Still, our conclusion stands: Better not let it get so far that every single instance of a service is down.

chaoskube: Entering the world of automatic fault injection

What would happen if not a node, not a whole service, but only single pods running on a node crashed?
chaoskube, as per its description, periodically kills random pods in your Kubernetes cluster. Installed with

helm install chaoskube stable/chaoskube --set rbac.create=true --set rbac.serviceAccountName=chaoskube --set dryRun=false --set interval=30s

, chaoskube kills one pod every 30 seconds. More pods are killed by providing an additional replicas configuration, e.g. --set replicas=5 to kill 5 pods on every run.

While chaoskube was randomly destroying pods in our cluster, we ran ab, the Apache HTTP server benchmarking tool, to automatically test various functionality of our application (e.g. the conversion of images and the login) over a longer period of time under moderate load (with -c 100 for 100 concurrent requests and -n 1000000 to issue a total of 1 million requests).
The application continued to work as expected as long as not all instances of a service were terminated by chaoskube and not a pod which was currently processing a request was killed. In those two cases, a 502 Bad Gateway response was returned to the client (which is fine since the outtake couldn’t be handle in any other way except by busy-waiting for a pod-instance to become available again before responding to the request). Fail-fast was the corresponding design pattern we wanted to adhere to.

Take-Aways

  • Kompose: 👍, super helpful for Kubernetes beginners, saves quite some time when converting lots of files
  • Minikube: 👍, one-command-bootstrap of development cluster, nothing more to say except that it’s near crucial for development
  • k3s / k3sup: 👍, one-command-bootstrap of “production-ready” cluster, more tests need to be made to validate this statement
  • Helm: 👍, installing highly-available components to a Kubernetes cluster has never been easier. It really is the package manager for Kubernetes.

Outlook

As much as we’ve learned — so far we have only seen the tip of the eisberg. There are many more things to try and questions to ask: 

In order to run load tests that provide meaningful results, one would need to invest in stronger hardware. Also, ab (the HTTP benchmarking utility we used) can hardly represent real-world loads caused by actual users. This entire area could well be worth another blog post in the future.

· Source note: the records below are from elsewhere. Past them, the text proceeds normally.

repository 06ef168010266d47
//! Open-cart operations shared by the cart routes and the assistant.
//!
//! A user has at most one open cart. The partial unique index
//! `carts_one_active_per_user` makes get-or-create race free: a concurrent
//! insert loses with `ON CONFLICT DO NOTHING` and then reads the winner's row.

use anyhow::Context;
use diesel::{ExpressionMethods, OptionalExtension, QueryDsl, SelectableHelper};
use diesel_async::{AsyncConnection, AsyncPgConnection, RunQueryDsl};
use serde::Serialize;
use utoipa::ToSchema;
use uuid::Uuid;

use crate::{
    core::app_error::AppError,
    models::{
        CartEntity, CartItemEntity, CreateCartEntity, CreateCartItemEntity, Lifecycle, ProductEntity,
    },
    schema::{cart_items, carts, products, users},
};

#[derive(Serialize, Debug, Clone, PartialEq, Eq, ToSchema)]
pub struct CartLine {
    pub product_id: Uuid,
    pub product_name: String,
    pub quantity: i32,
    pub unit_price_cents: i64,
}

#[derive(Serialize, Debug, ToSchema)]
pub struct CartView {
    pub cart: CartEntity,
    pub lines: Vec<CartLine>,
}

pub async fn find_open_cart(
    conn: &mut AsyncPgConnection,
    user_id: Uuid,
) -> Result<Option<CartEntity>, AppError> {
    let cart = carts::table
        .filter(CartEntity::is_open())
        .filter(carts::user_id.eq(user_id))
        .select(CartEntity::as_select())
        .first(conn)
        .await
        .optional()?;
    Ok(cart)
}

/// Same as [`find_open_cart`] but takes a row lock for the rest of the transaction.
pub async fn lock_open_cart(
    conn: &mut AsyncPgConnection,
    user_id: Uuid,
) -> Result<CartEntity, AppError> {
    let cart = carts::table
        .filter(CartEntity::is_open())
        .filter(carts::user_id.eq(user_id))
        .select(CartEntity::as_select())
        .for_update()
        .first(conn)
        .await?;
    Ok(cart)
}

/// The caller must be a known, active user.
pub async fn ensure_active_user(conn: &mut AsyncPgConnection, user_id: Uuid) -> Result<(), AppError> {
    users::table
        .find(user_id)
        .filter(users::is_active.eq(true))
        .select(users::id)
        .first::<Uuid>(conn)
        .await?;
    Ok(())
}

pub async fn get_or_create_open_cart(
    conn: &mut AsyncPgConnection,
    user_id: Uuid,
) -> Result<CartEntity, AppError> {
    ensure_active_user(conn, user_id).await?;

    // The insert can conflict with an open cart that a concurrent checkout is
    // closing. Once that commits the lock below finds nothing, and a second
    // insert opens the replacement cart.
    let mut retried = false;
    loop {
        let inserted = diesel::insert_into(carts::table)
            .values(CreateCartEntity {
                user_id,
                total_price_cents: 0,
            })
            .on_conflict_do_nothing()
            .execute(conn)
            .await
            .context("Failed to create cart")?;

        if inserted > 0 {
            tracing::info!("Opened a new cart for user {}", user_id);
        }

        match lock_open_cart(conn, user_id).await {
            Err(AppError::NotFound) if inserted == 0 && !retried => {
                tracing::debug!("Open cart of user {} was closed concurrently", user_id);
                retried = true;
            }
            result => return result,
        }
    }
}

pub async fn cart_lines(
    conn: &mut AsyncPgConnection,
    cart_id: Uuid,
) -> Result<Vec<CartLine>, AppError> {
    let rows: Vec<(CartItemEntity, ProductEntity)> = cart_items::table
        .inner_join(products::table)
        .filter(cart_items::cart_id.eq(cart_id))
        .order_by(products::name.asc())
        .select((CartItemEntity::as_select(), ProductEntity::as_select()))
        .load(conn)
        .await
        .context("Failed to get cart items")?;

    Ok(rows
        .into_iter()
        .map(|(item, product)| CartLine {
            product_id: product.id,
            product_name: product.name,
            quantity: item.quantity,
            unit_price_cents: product.price_cents,
        })
        .collect())
}

/// Names of products in the cart that have been soft-deleted since they were added.
pub async fn delisted_products(
    conn: &mut AsyncPgConnection,
    cart_id: Uuid,
) -> Result<Vec<String>, AppError> {
    let names = cart_items::table
        .inner_join(products::table)
        .filter(cart_items::cart_id.eq(cart_id))
        .filter(products::lifecycle.ne(Lifecycle::Active.as_str()))
        .order_by(products::name.asc())
        .select(products::name)
        .load(conn)
        .await
        .context("Failed to check cart products")?;
    Ok(names)
}

pub async fn view_open_cart(
    conn: &mut AsyncPgConnection,
    user_id: Uuid,
) -> Result<Option<CartView>, AppError> {
    let Some(cart) = find_open_cart(conn, user_id).await? else {
        return Ok(None);
    };
    let lines = cart_lines(conn, cart.id).await?;
    Ok(Some(CartView { cart, lines }))
}

/// Adds `quantity` units of `product` to the user's open cart, opening one if
/// needed. Quantities accumulate on an existing line and the cart total grows
/// by the product's current price.
pub async fn add_product(
    conn: &mut AsyncPgConnection,
    user_id: Uuid,
    product: &ProductEntity,
    quantity: i32,
) -> Result<CartItemEntity, AppError> {
    if quantity <= 0 {
        return Err(AppError::BadRequest("Quantity must be positive".into()));
    }

    let product_id = product.id;
    let added_cents = product.price_cents * i64::from(quantity);

    conn.transaction(move |conn| {
        Box::pin(async move {
            let cart = get_or_create_open_cart(conn, user_id).await?;

            let item = diesel::insert_into(cart_items::table)
                .values(CreateCartItemEntity {
                    cart_id: cart.id,
                    product_id,
                    quantity,
                })
                .on_conflict((cart_items::cart_id, cart_items::product_id))
                .do_update()
                .set((
                    cart_items::quantity.eq(cart_items::quantity + quantity),
                    cart_items::updated_at.eq(diesel::dsl::now),
                ))
                .returning(CartItemEntity::as_returning())
                .get_result(conn)
                .await
                .context("Failed to upsert cart item")?;

            diesel::update(carts::table.find(cart.id))
                .set((
                    carts::total_price_cents.eq(carts::total_price_cents + added_cents),
                    carts::updated_at.eq(diesel::dsl::now),
                ))
                .execute(conn)
                .await
                .context("Failed to update cart total")?;

            Ok::<CartItemEntity, AppError>(item)
        })
    })
    .await
}

/// Removes a line from the open cart. The total never drops below zero.
pub async fn remove_product(
    conn: &mut AsyncPgConnection,
    user_id: Uuid,
    product_id: Uuid,
) -> Result<CartEntity, AppError> {
    conn.transaction(move |conn| {
        Box::pin(async move {
            let cart = lock_open_cart(conn, user_id).await?;

            let removed: CartItemEntity = diesel::delete(
                cart_items::table
                    .filter(cart_items::cart_id.eq(cart.id))
                    .filter(cart_items::product_id.eq(product_id)),
            )
            .returning(CartItemEntity::as_returning())
            .get_result(conn)
            .await?;

            let unit_price: i64 = products::table
                .find(product_id)
                .select(products::price_cents)
                .get_result(conn)
                .await
                .context("Failed to get product price")?;

            let total = (cart.total_price_cents - unit_price * i64::from(removed.quantity)).max(0);

            let cart = diesel::update(carts::table.find(cart.id))
                .set((
                    carts::total_price_cents.eq(total),
                    carts::updated_at.eq(diesel::dsl::now),
                ))
                .returning(CartEntity::as_returning())
                .get_result(conn)
                .await
                .context("Failed to update cart total")?;

            Ok::<CartEntity, AppError>(cart)
        })
    })
    .await
}

/// Closes an open cart so that it can never be mutated or checked out again.
pub async fn soft_delete(conn: &mut AsyncPgConnection, cart_id: Uuid) -> Result<CartEntity, AppError> {
    diesel::update(carts::table.find(cart_id))
        .filter(CartEntity::is_open())
        .set((
            carts::lifecycle.eq(Lifecycle::Deleted.as_str()),
            carts::deleted_at.eq(diesel::dsl::now),
            carts::updated_at.eq(diesel::dsl::now),
        ))
        .returning(CartEntity::as_returning())
        .get_result(conn)
        .await
        .optional()?
        .ok_or_else(|| AppError::Conflict("Cart is already closed".into()))
}

pub async fn delete_open_cart(
    conn: &mut AsyncPgConnection,
    user_id: Uuid,
) -> Result<CartEntity, AppError> {
    conn.transaction(move |conn| {
        Box::pin(async move {
            let cart = lock_open_cart(conn, user_id).await?;
            soft_delete(conn, cart.id).await
        })
    })
    .await
}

We considered using a service mesh for our project. Service meshes like Istio, Linkerd and Consul can provide many useful capabilities that could help us improve our application immensely.
For example, we could use Istio to improve security (use encrypted data transfer between the pods), control traffic flow to our services, manage versions, monitor the entire network using the provided Grafana integration and more — all of this without coding it into the services themselves. It even offers fault injection capabilities. Unfortunately, with our limited hardware resources we never managed to get Istio running; Istio has a substantial resource footprint on its own. It thus remains on our bucket list.

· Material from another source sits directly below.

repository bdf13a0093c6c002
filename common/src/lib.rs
pub mod config;
pub mod frame;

The last few years have seen the creation of many new tools and concepts that apply established software engineering methods to machine learning applications. Projects like TensorFlow Serving (written before about on this blog), Cortex or Pachyderm (as discussed in this post) promise to offer improved ways to tackle version management, data provenance, reproducibility, monitoring and more. We did not use any of them — that is not to say we didn’t consider it, it was simply out of scope. In fact, we very much treat the converters as black boxes.
Now that our app has a general working frame it would be great to revisit this aspect and to use those tools to add many more awesome image converters!